Otis went first because his incessant barking was driving everyone insane and we really wanted to sedate him. Apparently his owners had taken him to a vet because their groomer said his teeth were really bad, but the vet said his teeth were fine and that he didn’t need a dental at all. That vet needs to go back to vet school. Poor Otis had Stage 2 “Something I can’t pronounce that starts with a P and looks really nasty.” Basically his teeth were covered in tarter and some had rotted clean through. We had to pull out eight of his teeth. It was actually way bloodier than the surgeries from yesterday. I got to put on gloves and hold his mouth open so Christie could get the back molars. Poor Otis! We were all astonished that the other vet said he didn’t need a cleaning, and Sandra and Christie shed some light on veterinary politics. Hearing them talk about how “you never want to be the vet that talks about other vets to your clients” and “it’s okay to talk amongst your colleagues about the dumb vets who need more schooling, but never do it in front of clients,” made me want to be a vet right now! So badly! I want colleagues! And a scalpel! I am so destined to be a vet. All the blood and guts and weird noises and annoying clients and traumatizing car accident victims—I want it all! Weeeeeee!!

Christie is so nice, and she told Carolyn she loves me! Yay! And she explains so much to me, and while she’s explaining she’ll be like, “Do you know what ­­­_____ is? Of course you know what ­­­_____ is, you’re so smart!” It is so great.

So after Otis came Roxy. Her teeth were basically perfect since she’s only a year old, but her owners apparently said “her ass-breath is worse than usual,” and Christie really emphasizes dental (“I’m crazy about clean teeth!”), so she gave them a thorough cleaning anyway. And that was the day! Carolyn came just before we were going to start on Arlen, and I didn’t want her to have to wait or have to come back into town since the roads are so bad, so I left early. We got home and made some stir-fry for dinner. The democratic debate is on in 20 minutes, and we’re gonna watch it!

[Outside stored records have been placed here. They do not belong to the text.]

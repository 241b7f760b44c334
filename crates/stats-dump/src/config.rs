//! Collector configuration

use crate::cli::Cli;
use anyhow::Result;
use serde::Deserialize;
use stats_lib::{DecodePolicy, OutputFormat, PipelineConfig, DEFAULT_DOCKER_HOST};
use std::time::Duration;

/// Log output encoding
#[derive(Debug, Clone, Copy, Default, PartialEq, Eq, Deserialize)]
#[serde(rename_all = "lowercase")]
pub enum LogFormat {
    #[default]
    Json,
    Text,
}

/// Collector configuration, read from `STATS_DUMP_*` variables
#[derive(Debug, Clone, Deserialize)]
pub struct DumpConfig {
    /// Daemon endpoint (falls back to DOCKER_HOST, then the local socket)
    #[serde(default = "default_docker_host")]
    pub docker_host: String,

    /// Pin the daemon API version, e.g. 1.41
    #[serde(default)]
    pub api_version: Option<String>,

    #[serde(default)]
    pub format: OutputFormat,

    #[serde(default)]
    pub human_readable: bool,

    /// Follow stats feeds instead of sampling once
    #[serde(default = "default_stream")]
    pub stream: bool,

    #[serde(default)]
    pub decode_errors: DecodePolicy,

    /// Reader to aggregator channel capacity
    #[serde(default = "default_channel_capacity")]
    pub channel_capacity: usize,

    /// Seconds readers get to stop on shutdown
    #[serde(default = "default_shutdown_grace")]
    pub shutdown_grace_secs: u64,

    /// Port for the Prometheus listener; disabled when unset
    #[serde(default)]
    pub metrics_port: Option<u16>,

    #[serde(default)]
    pub log_format: LogFormat,
}

fn default_docker_host() -> String {
    std::env::var("DOCKER_HOST").unwrap_or_else(|_| DEFAULT_DOCKER_HOST.to_string())
}

fn default_stream() -> bool {
    true
}

fn default_channel_capacity() -> usize {
    1024
}

fn default_shutdown_grace() -> u64 {
    5
}

impl DumpConfig {
    /// Load configuration from the environment
    pub fn load() -> Result<Self> {
        Self::from_env(config::Environment::with_prefix("STATS_DUMP"))
    }

    fn from_env(source: config::Environment) -> Result<Self> {
        let config = config::Config::builder().add_source(source).build()?;
        Ok(config.try_deserialize()?)
    }

    /// Command line flags take precedence over the environment
    pub fn apply_cli(&mut self, cli: &Cli) {
        if cli.human_readable {
            self.human_readable = true;
        }
        if let Some(format) = cli.format {
            self.format = format;
        }
        if let Some(host) = &cli.host {
            self.docker_host = host.clone();
        }
        if cli.no_stream {
            self.stream = false;
        }
        if let Some(policy) = cli.on_decode_error {
            self.decode_errors = policy;
        }
        if let Some(port) = cli.metrics_port {
            self.metrics_port = Some(port);
        }
    }

    pub fn pipeline_config(&self) -> PipelineConfig {
        PipelineConfig {
            streaming: self.stream,
            human_readable: self.human_readable,
            decode_policy: self.decode_errors,
            channel_capacity: self.channel_capacity,
            shutdown_grace: Duration::from_secs(self.shutdown_grace_secs),
        }
    }
}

I can’t for tomorrow! Someone’s cat wasn’t spayed and it got outside and got pregnant, so Christie is performing an abortion! She said she’s done quite a few and she was like, “Yeah, I’ve got to watch out for those pro-life people—they might send me hate mail!” So that will be interesting. The owner thought she might have just gotten worms at first because of how big her belly was getting, so she gave her de-wormer. Martha said if she gave them one kind of de-wormer, the babies would already be dead, but the kind most people use wouldn’t kill them. I think it’ll be interesting to watch, but also a bit sad. Spaying the cat will make her live longer, but the babies will never get to live. Oh well, what do they know, they’re just embryos, right? Ah, moral ambiguity. We’ll see how things go tomorrow!